Os primeiros passos nessa área foram dados durante a crise do petróleo, em 1973, mas não é preciso voltar tanto no tempo para entender do que está se falando. Aqui no Brasil a eficiência fez parte do dia-a-dia de cidadãos e empresas durante o apagão de energia de 2001. Muitas das práticas de economia aprendidas nas duas crises já foram incorporadas à rotina, e a economia não exige um esforço consciente. Mas é possível fazer muito mais. Com iniciativas para o aproveitamento adequado, a demanda esperada de energia elétrica pode cair até 38% no país na próxima década, o equivalente à geração de 60 usinas nucleares de Angra III ou à de seis hidrelétricas de Itaipu.

“A economia poderia chegar a 33 bilhões de reais na conta nacional de eletricidade dos consumidores até 2020”, diz Karen Suassuna, analista do programa de conservação da organização não-governamental WWF-Brasil.

O primeiro ponto que precisa ser esclarecido quando se fala em economia de energia é que isso não significa abrir mão do conforto em casa. Também não quer dizer que será necessário reduzir a atividade econômica. Pelo contrário. A ideia por trás da eficiência energética é fazer o mesmo – ou mais – utilizando menos. Isso significa ter o bom senso de apagar a luz ao sair da sala, é claro. Mas o empurrão decisivo será dado com a adoção de novas tecnologias, como fez a rede varejista americana Wal-Mart.

A empresa lançou há três anos um projeto ambicioso de redução das contas de luz em suas lojas em todo o mundo. As unidades brasileiras já registram quedas nos gastos de cerca de 15% em relação aos índices de 2005. “Mudamos desde os painéis do teto, para usar melhor a luz do sol, até as lâmpadas das geladeiras”, diz Elisabete Freitas, diretora de construção da rede.
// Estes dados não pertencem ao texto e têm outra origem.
//! Resource type descriptors.
//!
//! A [`ResourceType`] is static configuration: where a kind of resource lives,
//! how it is represented on the wire and how its identity is derived. Every
//! built-in kind is a `static` in [`builtin`](super::builtin); custom kinds
//! can be declared the same way.

use serde_json::Value;

use super::JsonObject;
use crate::Error;
use crate::error::ErrorKind;

/// Where a resource lives.
#[derive(Debug, Clone, Copy, PartialEq, Eq, Hash)]
pub enum Scope {
    /// Cluster-wide: `/<api-base>/<collection>[/<name>]`.
    Cluster,
    /// Per namespace: `/<api-base>/namespaces/<namespace>/<collection>[/<name>]`.
    Namespaced,
}

/// Wire representation of a resource.
#[derive(Debug, Clone, Copy, PartialEq, Eq, Hash)]
pub enum WireFormat {
    /// `core/v2` objects: spec fields at the top level next to `metadata`.
    Flat,
    /// Enterprise `*/v1` objects: `{type, api_version, metadata, spec}`.
    Envelope,
    /// The object is the spec itself; there is no metadata (users).
    Bare,
    /// `{name, ...}` objects; `name` is the only metadata (namespaces).
    NameOnly,
}

/// How a resource's name is derived, and which fields it must carry.
#[derive(Debug, Clone, Copy, PartialEq, Eq, Hash)]
pub enum Naming {
    /// `metadata.name`.
    Metadata,
    /// `<spec.entity.metadata.name>/<spec.check.metadata.name>`.
    Event,
    /// `spec.username`.
    User,
}

/// A resource split into its parts.
#[derive(Debug, Clone, PartialEq)]
pub(crate) struct NativeParts {
    pub spec: JsonObject,
    pub metadata: JsonObject,
    pub type_name: String,
}

/// Describes one kind of backend resource.
///
/// ## Example: declaring a custom kind
///
/// ```rust
/// use sensu_go::{ResourceType, Scope};
///
/// static ROLE: ResourceType =
///     ResourceType::namespaced("Role", "core/v2", "/api/core/v2/namespaces/{namespace}/roles")
///         .with_field_prefix("role");
///
/// assert_eq!(ROLE.scope, Scope::Namespaced);
/// assert_eq!(
///     ROLE.instance_path(Some("default"), "admin"),
///     "/api/core/v2/namespaces/default/roles/admin",
/// );
/// ```
#[derive(Debug, Clone, Copy, PartialEq, Eq, Hash)]
pub struct ResourceType {
    /// Type tag sent with `Envelope` resources and reported by
    /// [`Resource::type_name`](crate::Resource::type_name). Empty when the
    /// caller has to supply it.
    pub type_name: &'static str,
    /// API version string, e.g. `core/v2`.
    pub api_version: &'static str,
    /// Collection path; namespaced kinds contain a `{namespace}` placeholder.
    pub path_template: &'static str,
    /// Cluster-wide or per namespace.
    pub scope: Scope,
    /// Prefix applied to field selectors, e.g. `check`.
    pub field_prefix: Option<&'static str>,
    /// Wire representation.
    pub format: WireFormat,
    /// Identity derivation and required fields.
    pub naming: Naming,
    /// Whether instances can be deleted.
    pub deletable: bool,
}

impl ResourceType {
    /// A namespaced `core/v2`-style kind named by `metadata.name`.
    pub const fn namespaced(
        type_name: &'static str,
        api_version: &'static str,
        path_template: &'static str,
    ) -> Self {
        Self {
            type_name,
            api_version,
            path_template,
            scope: Scope::Namespaced,
            field_prefix: None,
            format: WireFormat::Flat,
            naming: Naming::Metadata,
            deletable: true,
        }
    }

    /// A cluster-wide `core/v2`-style kind named by `metadata.name`.
    pub const fn cluster(
        type_name: &'static str,
        api_version: &'static str,
        path_template: &'static str,
    ) -> Self {
        Self {
            scope: Scope::Cluster,
            ..Self::namespaced(type_name, api_version, path_template)
        }
    }

    /// Sets the field selector prefix.
    pub const fn with_field_prefix(mut self, prefix: &'static str) -> Self {
        self.field_prefix = Some(prefix);
        self
    }

    /// Sets the wire format.
    pub const fn with_format(mut self, format: WireFormat) -> Self {
        self.format = format;
        self
    }

    /// Sets the naming scheme.
    pub const fn with_naming(mut self, naming: Naming) -> Self {
        self.naming = naming;
        self
    }

    /// Marks instances as non-deletable.
    pub const fn undeletable(mut self) -> Self {
        self.deletable = false;
        self
    }

    /// Collection path, with the namespace substituted for namespaced kinds.
    pub fn collection_path(&self, namespace: Option<&str>) -> String {
        match self.scope {
            Scope::Cluster => self.path_template.to_string(),
            Scope::Namespaced => self
                .path_template
                .replace("{namespace}", namespace.unwrap_or_default()),
        }
    }

    /// Instance path: the collection path plus `/<name>`.
    ///
    /// Names are appended verbatim; event names contain a `/`.
    pub fn instance_path(&self, namespace: Option<&str>, name: &str) -> String {
        let mut path = self.collection_path(namespace);
        if !name.is_empty() {
            path.push('/');
            path.push_str(name);
        }
        path
    }

    /// Splits wire data into spec, metadata and type.
    pub(crate) fn api_to_native(&self, data: Value) -> Result<NativeParts, Error> {
        let Value::Object(mut object) = data else {
            return Err(malformed("expected a JSON object"));
        };

        match self.format {
            WireFormat::Flat => {
                let metadata = match object.remove("metadata") {
                    Some(Value::Object(metadata)) => metadata,
                    None | Some(Value::Null) => JsonObject::new(),
                    Some(_) => return Err(malformed("'metadata' is not an object")),
                };
                Ok(NativeParts {
                    spec: object,
                    metadata,
                    type_name: self.type_name.to_string(),
                })
            }
            WireFormat::Envelope => {
                let type_name = match object.remove("type") {
                    Some(Value::String(t)) => t,
                    _ => return Err(malformed("missing 'type'")),
                };
                let Some(Value::Object(metadata)) = object.remove("metadata") else {
                    return Err(malformed("missing 'metadata'"));
                };
                let Some(Value::Object(spec)) = object.remove("spec") else {
                    return Err(malformed("missing 'spec'"));
                };
                Ok(NativeParts {
                    spec,
                    metadata,
                    type_name,
                })
            }
            WireFormat::Bare => Ok(NativeParts {
                spec: object,
                metadata: JsonObject::new(),
                type_name: self.type_name.to_string(),
            }),
            WireFormat::NameOnly => {
                let mut metadata = JsonObject::new();
                if let Some(name) = object.remove("name") {
                    metadata.insert("name".to_string(), name);
                }
                Ok(NativeParts {
                    spec: object,
                    metadata,
                    type_name: self.type_name.to_string(),
                })
            }
        }
    }

    /// Assembles wire data from spec, metadata and type.
    pub(crate) fn native_to_api(
        &self,
        spec: &JsonObject,
        metadata: &JsonObject,
        type_name: &str,
    ) -> Value {
        match self.format {
            WireFormat::Flat => {
                let mut object = spec.clone();
                object.insert("metadata".to_string(), Value::Object(metadata.clone()));
                Value::Object(object)
            }
            WireFormat::Envelope => serde_json::json!({
                "type": type_name,
                "api_version": self.api_version,
                "metadata": metadata,
                "spec": spec,
            }),
            WireFormat::Bare => Value::Object(spec.clone()),
            WireFormat::NameOnly => {
                let mut object = spec.clone();
                if let Some(name) = metadata.get("name") {
                    object.insert("name".to_string(), name.clone());
                }
                Value::Object(object)
            }
        }
    }

    /// Lists every shape problem of a resource of this kind. Empty means valid.
    pub(crate) fn validate(
        &self,
        spec: &JsonObject,
        metadata: &JsonObject,
        type_name: &str,
    ) -> Vec<&'static str> {
        let mut errors = Vec::new();

        match self.naming {
            Naming::Event => {
                if !metadata.contains_key("namespace") {
                    errors.push("Event needs to have a namespace.");
                }
                if !spec.contains_key("entity") {
                    errors.push("Event needs to reference an entity.");
                }
                if !spec.contains_key("check") && !spec.contains_key("metrics") {
                    errors.push("Event needs to have a check or a metrics scope.");
                }
            }
            Naming::User => {
                if !is_set(spec.get("username")) {
                    errors.push("Users needs to have a 'username'.");
                }
                if !is_set(spec.get("password")) && !is_set(spec.get("password_hash")) {
                    errors.push("Users needs to have a 'password' or 'password_hash'.");
                }
            }
            Naming::Metadata => match self.scope {
                Scope::Cluster => {
                    if !has_string(metadata, "name") {
                        errors.push("Cluster resources need to have a 'name'.");
                    }
                }
                Scope::Namespaced => {
                    if !has_string(metadata, "name") {
                        errors.push("Namespaced resources need to have a 'name'.");
                    }
                    if !has_string(metadata, "namespace") {
                        errors.push("Namespaced resources need to have a 'namespace'.");
                    }
                }
            },
        }

        if type_name.is_empty() {
            errors.push("Type not set. Please specify a resource type.");
        }

        errors
    }
}

fn has_string(object: &JsonObject, key: &str) -> bool {
    matches!(object.get(key), Some(Value::String(_)))
}

/// Truthiness of an optional field: present, not null, not an empty string.
fn is_set(value: Option<&Value>) -> bool {
    match value {
        None | Some(Value::Null) | Some(Value::Bool(false)) => false,
        Some(Value::String(s)) => !s.is_empty(),
        Some(_) => true,
    }
}

fn malformed(detail: &str) -> Error {
    Error::new(
        ErrorKind::InvalidResponse,
        format!("Malformed resource data: {}", detail),
    )
}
As lâmpadas a que ela se refere são as baseadas em diodos emissores de luz (LEDs, na sigla em inglês), que têm vida útil 50 vezes maior e consomem apenas um quinto da energia elétrica das incandescentes.

No projeto da ponte Octavio Frias de Oliveira, um dos novos cartões-postais de São Paulo, a iluminação também utiliza a nova tecnologia, o que representa um custo 75% menor em comparação com as soluções tradicionais. Parece pouco quando se pensa nas lâmpadas de uma residência. Mas, tendo em vista que a iluminação é responsável por 19% de todo o consumo mundial de eletricidade, a substituição das lâmpadas incandescentes por LEDs é um passo enorme.
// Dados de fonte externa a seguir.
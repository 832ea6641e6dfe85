//! Client for cluster-wide resources.

use serde_json::Value;

use super::ResourceList;
use super::client::{ResourceClient, into_object};
use crate::error::Error;
use crate::types::{Resource, ResourceType};

/// CRUD for one cluster-wide resource kind (namespaces, users, secrets
/// providers).
///
/// Paths are `<collection>/<name>`.
///
/// ## Example
///
/// ```rust,ignore
/// use serde_json::json;
///
/// let ns = client.namespaces().create(json!({}), json!({"name": "dev"})).await?;
/// assert!(client.namespaces().find("dev").await?.is_some());
/// client.namespaces().delete("dev").await?;
/// ```
#[derive(Debug, Clone)]
pub struct ClusterClient {
    client: ResourceClient,
}

impl ClusterClient {
    pub(crate) fn new(client: ResourceClient) -> Self {
        Self { client }
    }

    /// Returns the resource kind this client manages.
    pub fn kind(&self) -> &'static ResourceType {
        self.client.kind()
    }

    fn path(&self, name: &str) -> String {
        self.kind().instance_path(None, name)
    }

    /// Fetches a resource by name.
    ///
    /// # Errors
    ///
    /// [`ErrorKind::UnexpectedStatus`](crate::ErrorKind::UnexpectedStatus)
    /// unless the backend answers `200`, including for missing resources.
    pub async fn get(&self, name: &str) -> Result<Resource, Error> {
        self.client.get(&self.path(name)).await
    }

    /// Fetches a resource by name; `None` if it does not exist.
    pub async fn find(&self, name: &str) -> Result<Option<Resource>, Error> {
        self.client.find(&self.path(name)).await
    }

    /// Creates a resource.
    ///
    /// # Errors
    ///
    /// - [`ErrorKind::InvalidArgument`](crate::ErrorKind::InvalidArgument) if
    ///   the resource fails validation
    /// - [`ErrorKind::AlreadyExists`](crate::ErrorKind::AlreadyExists) if a
    ///   resource with that name exists; nothing is written
    pub async fn create(&self, spec: Value, metadata: Value) -> Result<Resource, Error> {
        self.create_inner(spec, metadata, None).await
    }

    /// Creates a resource with an explicit type, for kinds without a fixed
    /// one (e.g. `VaultProvider` secrets providers).
    pub async fn create_with_type(
        &self,
        spec: Value,
        metadata: Value,
        type_name: impl Into<String>,
    ) -> Result<Resource, Error> {
        self.create_inner(spec, metadata, Some(type_name.into())).await
    }

    async fn create_inner(
        &self,
        spec: Value,
        metadata: Value,
        type_name: Option<String>,
    ) -> Result<Resource, Error> {
        let metadata = into_object(metadata, "metadata")?;
        self.client.create(spec, metadata, type_name).await
    }

    /// Deletes a resource by name.
    ///
    /// # Errors
    ///
    /// [`ErrorKind::UnexpectedStatus`](crate::ErrorKind::UnexpectedStatus)
    /// unless the backend answers `204`.
    pub async fn delete(&self, name: &str) -> Result<(), Error> {
        self.client.delete(&self.path(name)).await
    }

    /// Lists every resource of this kind.
    pub fn list(&self) -> ResourceList {
        self.client.list(self.kind().collection_path(None))
    }
}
“A iluminação passaria a responder por apenas 4% do consumo total”, diz Yoon Young Kim, vice-presidente da divisão de luz da Philips Brasil.

Plano arrojado

Alguns avanços são voluntários, como a substituição da iluminação pública, e outros ditados por regulamentação, como as metas impostas a fabricantes de eletrodomésticos de alto consumo, como geladeiras e aparelhos de ar condicionado. Há também um grande esforço em curso para racionalizar o uso de energia em edifícios, que podem responder por 40% do consumo nos países ricos, segundo a Organização para Cooperação e Desenvolvimento Econômico (OCDE).

Mas existem esforços que não buscam ganhos incrementais, e sim um olhar completamente inovador sobre a questão. A que talvez seja a ideia mais arrojada do mundo em eficiência energética vem do meio do deserto, mais precisamente dos Emirados Árabes Unidos. Batizado de Masdar City, o complexo que está sendo erguido em Abu Dhabi deve ser a primeira cidade 100% livre de emissão de dióxido de carbono. Com uma área de 6 000 quilômetros quadrados e uma população prevista de 50.000 habitantes, Masdar City quer ser um laboratório a céu aberto para experimentos com o uso racional da energia.

O plano é que Masdar use apenas 20% da eletricidade de uma cidade de tamanho comparável. A maior parte da energia virá do sol. Todo o lixo será reciclado, e o esgoto será convertido em combustível – que não será usado em carros, pois a ideia é que os deslocamentos sejam feitos em veículos movidos a eletricidade. O governo do emirado de Abu Dhabi quer que o empreendimento, avaliado em 15 bilhões de dólares, sirva de ímã para empresas que desenvolvem energia limpa. A GE já tem planos de se instalar na cidade, que terá um centro de pesquisas montado em cooperação com o Instituto de Tecnologia de Massachusetts (MIT).

Não deixa de ser irônico que o milagre de eficiência representado por Masdar City fique encravado na região que tem um dos maiores índices de consumo de energia per capita. A intenção dos árabes, porém, é aprender o máximo possível para um futuro em que o petróleo possa perder importância como fonte de energia. Outro objetivo do projeto é exportar para o resto do mundo o conhecimento aprendido com as novas técnicas desenvolvidas em Masdar.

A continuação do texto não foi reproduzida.